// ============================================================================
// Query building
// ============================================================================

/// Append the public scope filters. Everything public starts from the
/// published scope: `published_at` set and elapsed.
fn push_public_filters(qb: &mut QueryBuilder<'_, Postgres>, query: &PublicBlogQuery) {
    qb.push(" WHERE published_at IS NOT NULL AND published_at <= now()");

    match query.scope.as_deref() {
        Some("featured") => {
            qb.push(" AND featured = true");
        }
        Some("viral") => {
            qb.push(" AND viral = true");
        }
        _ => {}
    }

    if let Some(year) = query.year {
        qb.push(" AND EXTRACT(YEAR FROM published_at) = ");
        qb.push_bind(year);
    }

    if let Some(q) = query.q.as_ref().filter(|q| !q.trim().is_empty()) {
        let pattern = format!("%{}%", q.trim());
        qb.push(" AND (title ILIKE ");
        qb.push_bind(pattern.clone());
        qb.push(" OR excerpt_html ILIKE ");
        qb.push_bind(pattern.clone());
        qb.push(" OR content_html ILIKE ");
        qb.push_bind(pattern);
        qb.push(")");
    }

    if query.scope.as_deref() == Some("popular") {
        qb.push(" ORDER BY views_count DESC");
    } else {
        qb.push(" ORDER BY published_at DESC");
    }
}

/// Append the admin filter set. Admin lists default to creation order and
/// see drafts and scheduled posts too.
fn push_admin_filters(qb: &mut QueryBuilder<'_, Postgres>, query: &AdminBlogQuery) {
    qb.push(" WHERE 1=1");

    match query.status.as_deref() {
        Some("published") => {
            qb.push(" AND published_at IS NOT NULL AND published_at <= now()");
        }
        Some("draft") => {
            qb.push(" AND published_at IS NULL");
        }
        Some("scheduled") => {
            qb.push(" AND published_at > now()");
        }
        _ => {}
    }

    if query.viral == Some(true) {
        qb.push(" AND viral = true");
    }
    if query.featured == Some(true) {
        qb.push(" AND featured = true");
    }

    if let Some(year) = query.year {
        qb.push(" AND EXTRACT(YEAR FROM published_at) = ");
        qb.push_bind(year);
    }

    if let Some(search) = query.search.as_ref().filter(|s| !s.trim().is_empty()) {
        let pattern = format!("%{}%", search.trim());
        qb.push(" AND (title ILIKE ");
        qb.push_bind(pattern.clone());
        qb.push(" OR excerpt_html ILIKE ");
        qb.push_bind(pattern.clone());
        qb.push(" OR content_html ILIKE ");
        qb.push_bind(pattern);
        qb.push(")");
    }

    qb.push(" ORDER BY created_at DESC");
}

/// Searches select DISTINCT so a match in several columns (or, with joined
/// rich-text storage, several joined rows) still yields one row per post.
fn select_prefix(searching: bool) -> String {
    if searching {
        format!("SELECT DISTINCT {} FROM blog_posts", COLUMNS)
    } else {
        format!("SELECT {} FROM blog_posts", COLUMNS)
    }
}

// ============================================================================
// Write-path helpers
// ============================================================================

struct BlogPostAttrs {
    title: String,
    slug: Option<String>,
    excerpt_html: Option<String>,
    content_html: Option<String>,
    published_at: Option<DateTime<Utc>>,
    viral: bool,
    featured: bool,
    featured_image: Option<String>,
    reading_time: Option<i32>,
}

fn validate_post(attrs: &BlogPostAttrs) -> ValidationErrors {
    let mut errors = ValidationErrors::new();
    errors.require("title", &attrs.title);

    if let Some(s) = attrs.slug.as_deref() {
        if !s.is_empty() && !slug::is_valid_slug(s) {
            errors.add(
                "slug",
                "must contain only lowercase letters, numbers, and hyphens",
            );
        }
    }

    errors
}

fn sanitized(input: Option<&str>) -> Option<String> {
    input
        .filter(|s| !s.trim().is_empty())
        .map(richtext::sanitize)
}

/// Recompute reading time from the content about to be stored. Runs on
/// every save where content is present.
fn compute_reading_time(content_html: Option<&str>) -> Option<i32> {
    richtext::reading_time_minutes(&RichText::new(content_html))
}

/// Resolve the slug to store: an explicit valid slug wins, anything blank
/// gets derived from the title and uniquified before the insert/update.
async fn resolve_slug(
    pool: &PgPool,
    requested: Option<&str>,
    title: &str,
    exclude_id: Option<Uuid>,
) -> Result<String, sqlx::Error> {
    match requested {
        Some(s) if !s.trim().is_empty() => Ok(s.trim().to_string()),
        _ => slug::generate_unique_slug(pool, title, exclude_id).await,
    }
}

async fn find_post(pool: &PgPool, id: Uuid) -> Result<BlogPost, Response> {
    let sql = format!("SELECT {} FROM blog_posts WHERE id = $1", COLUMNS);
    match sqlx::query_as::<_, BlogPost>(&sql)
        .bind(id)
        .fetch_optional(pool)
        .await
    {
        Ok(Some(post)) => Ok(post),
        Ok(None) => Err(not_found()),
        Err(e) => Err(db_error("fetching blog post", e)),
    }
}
● ● ● ●
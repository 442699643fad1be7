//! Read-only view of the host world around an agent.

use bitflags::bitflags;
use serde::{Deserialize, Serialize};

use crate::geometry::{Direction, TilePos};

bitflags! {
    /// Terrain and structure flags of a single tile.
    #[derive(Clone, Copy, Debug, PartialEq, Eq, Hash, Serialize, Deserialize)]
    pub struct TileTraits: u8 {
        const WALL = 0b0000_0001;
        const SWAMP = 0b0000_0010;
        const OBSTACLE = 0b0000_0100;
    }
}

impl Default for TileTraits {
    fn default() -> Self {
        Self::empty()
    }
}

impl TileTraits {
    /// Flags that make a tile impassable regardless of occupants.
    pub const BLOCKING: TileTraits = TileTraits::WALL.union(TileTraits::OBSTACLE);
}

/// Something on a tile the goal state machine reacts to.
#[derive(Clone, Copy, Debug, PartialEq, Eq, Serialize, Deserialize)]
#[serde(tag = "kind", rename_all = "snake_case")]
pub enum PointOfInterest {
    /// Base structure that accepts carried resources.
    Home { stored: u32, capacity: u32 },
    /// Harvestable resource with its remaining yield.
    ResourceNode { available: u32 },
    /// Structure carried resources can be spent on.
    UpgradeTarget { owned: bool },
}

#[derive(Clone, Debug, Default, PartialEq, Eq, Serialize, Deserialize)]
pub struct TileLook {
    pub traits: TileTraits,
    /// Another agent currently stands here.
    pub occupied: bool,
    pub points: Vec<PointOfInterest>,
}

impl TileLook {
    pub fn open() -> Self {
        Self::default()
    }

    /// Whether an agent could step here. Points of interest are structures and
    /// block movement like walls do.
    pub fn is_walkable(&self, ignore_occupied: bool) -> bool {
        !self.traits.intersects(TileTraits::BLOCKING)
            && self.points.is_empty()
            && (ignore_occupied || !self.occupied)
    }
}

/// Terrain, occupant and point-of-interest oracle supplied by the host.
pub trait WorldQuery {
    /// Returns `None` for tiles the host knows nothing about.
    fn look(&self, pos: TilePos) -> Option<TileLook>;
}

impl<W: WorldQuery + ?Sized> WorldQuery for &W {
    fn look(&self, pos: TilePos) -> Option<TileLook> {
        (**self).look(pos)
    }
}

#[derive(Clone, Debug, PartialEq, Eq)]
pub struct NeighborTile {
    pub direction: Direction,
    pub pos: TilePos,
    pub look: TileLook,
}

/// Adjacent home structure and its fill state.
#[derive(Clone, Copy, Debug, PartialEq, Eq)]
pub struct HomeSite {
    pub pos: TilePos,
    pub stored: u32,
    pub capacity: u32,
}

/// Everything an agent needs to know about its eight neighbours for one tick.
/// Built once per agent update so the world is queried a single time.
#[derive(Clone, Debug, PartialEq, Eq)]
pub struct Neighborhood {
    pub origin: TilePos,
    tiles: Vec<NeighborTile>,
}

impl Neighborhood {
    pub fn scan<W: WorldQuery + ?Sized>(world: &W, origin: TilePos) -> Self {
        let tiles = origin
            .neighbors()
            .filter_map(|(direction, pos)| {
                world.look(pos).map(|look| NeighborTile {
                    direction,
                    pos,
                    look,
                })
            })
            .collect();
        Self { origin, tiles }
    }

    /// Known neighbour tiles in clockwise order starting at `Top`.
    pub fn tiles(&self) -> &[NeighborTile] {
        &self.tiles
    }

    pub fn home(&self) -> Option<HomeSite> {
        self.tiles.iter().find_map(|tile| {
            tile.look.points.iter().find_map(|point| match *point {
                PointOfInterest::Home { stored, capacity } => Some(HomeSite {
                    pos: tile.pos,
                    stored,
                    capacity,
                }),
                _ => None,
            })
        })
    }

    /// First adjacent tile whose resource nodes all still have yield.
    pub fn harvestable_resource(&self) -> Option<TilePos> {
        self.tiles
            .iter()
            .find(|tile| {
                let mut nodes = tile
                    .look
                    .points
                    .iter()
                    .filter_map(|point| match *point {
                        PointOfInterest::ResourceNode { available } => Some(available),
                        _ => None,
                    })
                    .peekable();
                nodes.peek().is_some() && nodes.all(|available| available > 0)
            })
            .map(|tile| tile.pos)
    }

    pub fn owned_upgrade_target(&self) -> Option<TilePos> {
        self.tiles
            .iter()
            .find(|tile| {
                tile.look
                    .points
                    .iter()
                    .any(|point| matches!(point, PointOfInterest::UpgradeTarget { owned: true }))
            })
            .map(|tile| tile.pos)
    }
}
● ● ● ●
Description of the task =>
Scan the data above for the word "input" and report every line where it is found.

Result for this exercise =>
fn sanitized(input: Option<&str>) -> Option<String> {
    input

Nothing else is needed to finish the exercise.